//! Rate limiting for invocation execution

use governor::{
    clock::DefaultClock, state::InMemoryState, state::NotKeyed, Jitter, Quota, RateLimiter,
};
use std::num::NonZeroU32;
use std::time::{Duration, Instant};

/// Upper bound of the random delay added to each admission
///
/// Spreads waiters that computed the same ready time so no worker is
/// systematically first.
const ADMISSION_JITTER: Duration = Duration::from_micros(200);

/// Global invocation rate ceiling, GCRA token bucket via the governor crate
///
/// One instance is shared by every worker of an evaluation through `Arc`, so
/// the ceiling applies to the aggregate rate, not per worker. The burst is
/// capped at a tenth of a second's worth of permits, which keeps the count
/// over any window within about 10% of `rate * window`.
pub struct RateController {
    limiter: Option<RateLimiter<NotKeyed, InMemoryState, DefaultClock>>,
    max_per_second: u32,
}

impl RateController {
    /// Create a rate controller
    ///
    /// # Arguments
    /// * `max_per_second` - Aggregate invocations per second. 0 disables rate limiting.
    ///
    /// # Examples
    /// ```
    /// use loadgauge_core::RateController;
    ///
    /// let limited = RateController::new(1_000);
    /// assert!(limited.is_enabled());
    ///
    /// let unlimited = RateController::new(0);
    /// assert!(!unlimited.is_enabled());
    /// ```
    pub fn new(max_per_second: u32) -> Self {
        let limiter = NonZeroU32::new(max_per_second).and_then(|rate| {
            let burst = NonZeroU32::new((max_per_second / 10).max(1))?;
            Some(RateLimiter::direct(Quota::per_second(rate).allow_burst(burst)))
        });

        Self {
            limiter,
            max_per_second,
        }
    }

    /// Create an unlimited controller (never blocks)
    pub fn unlimited() -> Self {
        Self::new(0)
    }

    /// Wait until an invocation is permitted
    pub async fn acquire(&self) {
        if let Some(ref limiter) = self.limiter {
            limiter
                .until_ready_with_jitter(Jitter::up_to(ADMISSION_JITTER))
                .await;
        }
    }

    /// Wait until an invocation is permitted or the deadline passes
    ///
    /// Returns `true` if a permit was obtained before `deadline`, `false`
    /// otherwise. Never blocks past the deadline.
    pub async fn acquire_until(&self, deadline: Instant) -> bool {
        if Instant::now() >= deadline {
            return false;
        }
        if !self.is_enabled() {
            return true;
        }
        tokio::time::timeout_at(tokio::time::Instant::from_std(deadline), self.acquire())
            .await
            .is_ok()
    }

    /// Try to acquire a permit without waiting
    ///
    /// Always returns `true` if no rate limit is configured.
    pub fn try_acquire(&self) -> bool {
        match &self.limiter {
            Some(limiter) => limiter.check().is_ok(),
            None => true,
        }
    }

    /// Check if rate limiting is enabled
    pub fn is_enabled(&self) -> bool {
        self.limiter.is_some()
    }

    /// Configured ceiling (0 = unbounded)
    pub fn max_per_second(&self) -> u32 {
        self.max_per_second
    }
}

impl Default for RateController {
    fn default() -> Self {
        Self::unlimited()
    }
}

impl std::fmt::Debug for RateController {
    fn fmt(&self, f: &mut std::fmt::Formatter<'_>) -> std::fmt::Result {
        f.debug_struct("RateController")
            .field("max_per_second", &self.max_per_second)
            .field("enabled", &self.is_enabled())
            .finish()
    }
}

#[cfg(test)]
mod tests {
    use super::*;
    use std::sync::atomic::{AtomicUsize, Ordering};
    use std::sync::Arc;

    #[test]
    fn test_rate_controller_disabled() {
        let controller = RateController::new(0);
        assert!(!controller.is_enabled());
        assert_eq!(controller.max_per_second(), 0);
        assert!(controller.try_acquire());
    }

    #[test]
    fn test_rate_controller_enabled() {
        let controller = RateController::new(100);
        assert!(controller.is_enabled());
        assert_eq!(controller.max_per_second(), 100);
    }

    #[test]
    fn test_rate_controller_default() {
        assert!(!RateController::default().is_enabled());
        assert!(!RateController::unlimited().is_enabled());
    }

    #[test]
    fn test_burst_is_capped() {
        let controller = RateController::new(100);
        let immediate = (0..100).filter(|_| controller.try_acquire()).count();
        // a tenth of a second's worth
        assert!(immediate <= 11, "burst admitted {immediate} permits");
        assert!(immediate >= 1);
    }

    #[tokio::test]
    async fn test_acquire_waits_for_next_permit() {
        // 10/s with a burst of one: the second permit is ~100ms out
        let controller = RateController::new(10);
        controller.acquire().await;

        let start = Instant::now();
        controller.acquire().await;
        let waited = start.elapsed();

        assert!(waited >= Duration::from_millis(80), "waited {waited:?}");
        assert!(waited < Duration::from_millis(500), "waited {waited:?}");
    }

    #[tokio::test]
    async fn test_unlimited_never_blocks() {
        let controller = RateController::unlimited();
        let deadline = Instant::now() + Duration::from_secs(60);
        let start = Instant::now();
        for _ in 0..10_000 {
            assert!(controller.acquire_until(deadline).await);
        }
        assert!(start.elapsed() < Duration::from_secs(1));
    }

    #[tokio::test]
    async fn test_acquire_until_respects_deadline() {
        // one permit per second: the second acquisition cannot happen within 50ms
        let controller = RateController::new(1);
        let deadline = Instant::now() + Duration::from_millis(50);

        assert!(controller.acquire_until(deadline).await);
        let start = Instant::now();
        assert!(!controller.acquire_until(deadline).await);
        assert!(start.elapsed() < Duration::from_millis(500));
    }

    #[tokio::test]
    async fn test_acquire_until_past_deadline() {
        let controller = RateController::unlimited();
        assert!(!controller.acquire_until(Instant::now()).await);
    }

    #[tokio::test(flavor = "multi_thread", worker_threads = 4)]
    async fn test_shared_ceiling_across_tasks() {
        let controller = Arc::new(RateController::new(200));
        let admitted = Arc::new(AtomicUsize::new(0));
        let deadline = Instant::now() + Duration::from_millis(500);

        let handles: Vec<_> = (0..8)
            .map(|_| {
                let controller = Arc::clone(&controller);
                let admitted = Arc::clone(&admitted);
                tokio::spawn(async move {
                    while controller.acquire_until(deadline).await {
                        admitted.fetch_add(1, Ordering::Relaxed);
                    }
                })
            })
            .collect();
        for handle in handles {
            handle.await.unwrap();
        }

        // 200/s over 0.5s = 100, plus the 20-permit burst
        let total = admitted.load(Ordering::Relaxed);
        assert!(total <= 125, "admitted {total} permits");
        assert!(total >= 50, "admitted only {total} permits");
    }

    #[test]
    fn test_rate_controller_debug() {
        let debug = format!("{:?}", RateController::new(100));
        assert!(debug.contains("RateController"));
        assert!(debug.contains("100"));
        assert!(debug.contains("true"));
    }
}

_Problem_
All of the material above should be reproduced exactly.

_Answer section_
//! Rate limiting for invocation execution

use governor::{
    clock::DefaultClock, state::InMemoryState, state::NotKeyed, Jitter, Quota, RateLimiter,
};
use std::num::NonZeroU32;
use std::time::{Duration, Instant};

/// Upper bound of the random delay added to each admission
///
/// Spreads waiters that computed the same ready time so no worker is
/// systematically first.
const ADMISSION_JITTER: Duration = Duration::from_micros(200);

/// Global invocation rate ceiling, GCRA token bucket via the governor crate
///
/// One instance is shared by every worker of an evaluation through `Arc`, so
/// the ceiling applies to the aggregate rate, not per worker. The burst is
/// capped at a tenth of a second's worth of permits, which keeps the count
/// over any window within about 10% of `rate * window`.
pub struct RateController {
    limiter: Option<RateLimiter<NotKeyed, InMemoryState, DefaultClock>>,
    max_per_second: u32,
}

impl RateController {
    /// Create a rate controller
    ///
    /// # Arguments
    /// * `max_per_second` - Aggregate invocations per second. 0 disables rate limiting.
    ///
    /// # Examples
    /// ```
    /// use loadgauge_core::RateController;
    ///
    /// let limited = RateController::new(1_000);
    /// assert!(limited.is_enabled());
    ///
    /// let unlimited = RateController::new(0);
    /// assert!(!unlimited.is_enabled());
    /// ```
    pub fn new(max_per_second: u32) -> Self {
        let limiter = NonZeroU32::new(max_per_second).and_then(|rate| {
            let burst = NonZeroU32::new((max_per_second / 10).max(1))?;
            Some(RateLimiter::direct(Quota::per_second(rate).allow_burst(burst)))
        });

        Self {
            limiter,
            max_per_second,
        }
    }

    /// Create an unlimited controller (never blocks)
    pub fn unlimited() -> Self {
        Self::new(0)
    }

    /// Wait until an invocation is permitted
    pub async fn acquire(&self) {
        if let Some(ref limiter) = self.limiter {
            limiter
                .until_ready_with_jitter(Jitter::up_to(ADMISSION_JITTER))
                .await;
        }
    }

    /// Wait until an invocation is permitted or the deadline passes
    ///
    /// Returns `true` if a permit was obtained before `deadline`, `false`
    /// otherwise. Never blocks past the deadline.
    pub async fn acquire_until(&self, deadline: Instant) -> bool {
        if Instant::now() >= deadline {
            return false;
        }
        if !self.is_enabled() {
            return true;
        }
        tokio::time::timeout_at(tokio::time::Instant::from_std(deadline), self.acquire())
            .await
            .is_ok()
    }

    /// Try to acquire a permit without waiting
    ///
    /// Always returns `true` if no rate limit is configured.
    pub fn try_acquire(&self) -> bool {
        match &self.limiter {
            Some(limiter) => limiter.check().is_ok(),
            None => true,
        }
    }

    /// Check if rate limiting is enabled
    pub fn is_enabled(&self) -> bool {
        self.limiter.is_some()
    }

    /// Configured ceiling (0 = unbounded)
    pub fn max_per_second(&self) -> u32 {
        self.max_per_second
    }
}

impl Default for RateController {
    fn default() -> Self {
        Self::unlimited()
    }
}

impl std::fmt::Debug for RateController {
    fn fmt(&self, f: &mut std::fmt::Formatter<'_>) -> std::fmt::Result {
        f.debug_struct("RateController")
            .field("max_per_second", &self.max_per_second)
            .field("enabled", &self.is_enabled())
            .finish()
    }
}

#[cfg(test)]
mod tests {
    use super::*;
    use std::sync::atomic::{AtomicUsize, Ordering};
    use std::sync::Arc;

    #[test]
    fn test_rate_controller_disabled() {
        let controller = RateController::new(0);
        assert!(!controller.is_enabled());
        assert_eq!(controller.max_per_second(), 0);
        assert!(controller.try_acquire());
    }

    #[test]
    fn test_rate_controller_enabled() {
        let controller = RateController::new(100);
        assert!(controller.is_enabled());
        assert_eq!(controller.max_per_second(), 100);
    }

    #[test]
    fn test_rate_controller_default() {
        assert!(!RateController::default().is_enabled());
        assert!(!RateController::unlimited().is_enabled());
    }

    #[test]
    fn test_burst_is_capped() {
        let controller = RateController::new(100);
        let immediate = (0..100).filter(|_| controller.try_acquire()).count();
        // a tenth of a second's worth
        assert!(immediate <= 11, "burst admitted {immediate} permits");
        assert!(immediate >= 1);
    }

    #[tokio::test]
    async fn test_acquire_waits_for_next_permit() {
        // 10/s with a burst of one: the second permit is ~100ms out
        let controller = RateController::new(10);
        controller.acquire().await;

        let start = Instant::now();
        controller.acquire().await;
        let waited = start.elapsed();

        assert!(waited >= Duration::from_millis(80), "waited {waited:?}");
        assert!(waited < Duration::from_millis(500), "waited {waited:?}");
    }

    #[tokio::test]
    async fn test_unlimited_never_blocks() {
        let controller = RateController::unlimited();
        let deadline = Instant::now() + Duration::from_secs(60);
        let start = Instant::now();
        for _ in 0..10_000 {
            assert!(controller.acquire_until(deadline).await);
        }
        assert!(start.elapsed() < Duration::from_secs(1));
    }

    #[tokio::test]
    async fn test_acquire_until_respects_deadline() {
        // one permit per second: the second acquisition cannot happen within 50ms
        let controller = RateController::new(1);
        let deadline = Instant::now() + Duration::from_millis(50);

        assert!(controller.acquire_until(deadline).await);
        let start = Instant::now();
        assert!(!controller.acquire_until(deadline).await);
        assert!(start.elapsed() < Duration::from_millis(500));
    }

    #[tokio::test]
    async fn test_acquire_until_past_deadline() {
        let controller = RateController::unlimited();
        assert!(!controller.acquire_until(Instant::now()).await);
    }

    #[tokio::test(flavor = "multi_thread", worker_threads = 4)]
    async fn test_shared_ceiling_across_tasks() {
        let controller = Arc::new(RateController::new(200));
        let admitted = Arc::new(AtomicUsize::new(0));
        let deadline = Instant::now() + Duration::from_millis(500);

        let handles: Vec<_> = (0..8)
            .map(|_| {
                let controller = Arc::clone(&controller);
                let admitted = Arc::clone(&admitted);
                tokio::spawn(async move {
                    while controller.acquire_until(deadline).await {
                        admitted.fetch_add(1, Ordering::Relaxed);
                    }
                })
            })
            .collect();
        for handle in handles {
            handle.await.unwrap();
        }

        // 200/s over 0.5s = 100, plus the 20-permit burst
        let total = admitted.load(Ordering::Relaxed);
        assert!(total <= 125, "admitted {total} permits");
        assert!(total >= 50, "admitted only {total} permits");
    }

    #[test]
    fn test_rate_controller_debug() {
        let debug = format!("{:?}", RateController::new(100));
        assert!(debug.contains("RateController"));
        assert!(debug.contains("100"));
        assert!(debug.contains("true"));
    }
}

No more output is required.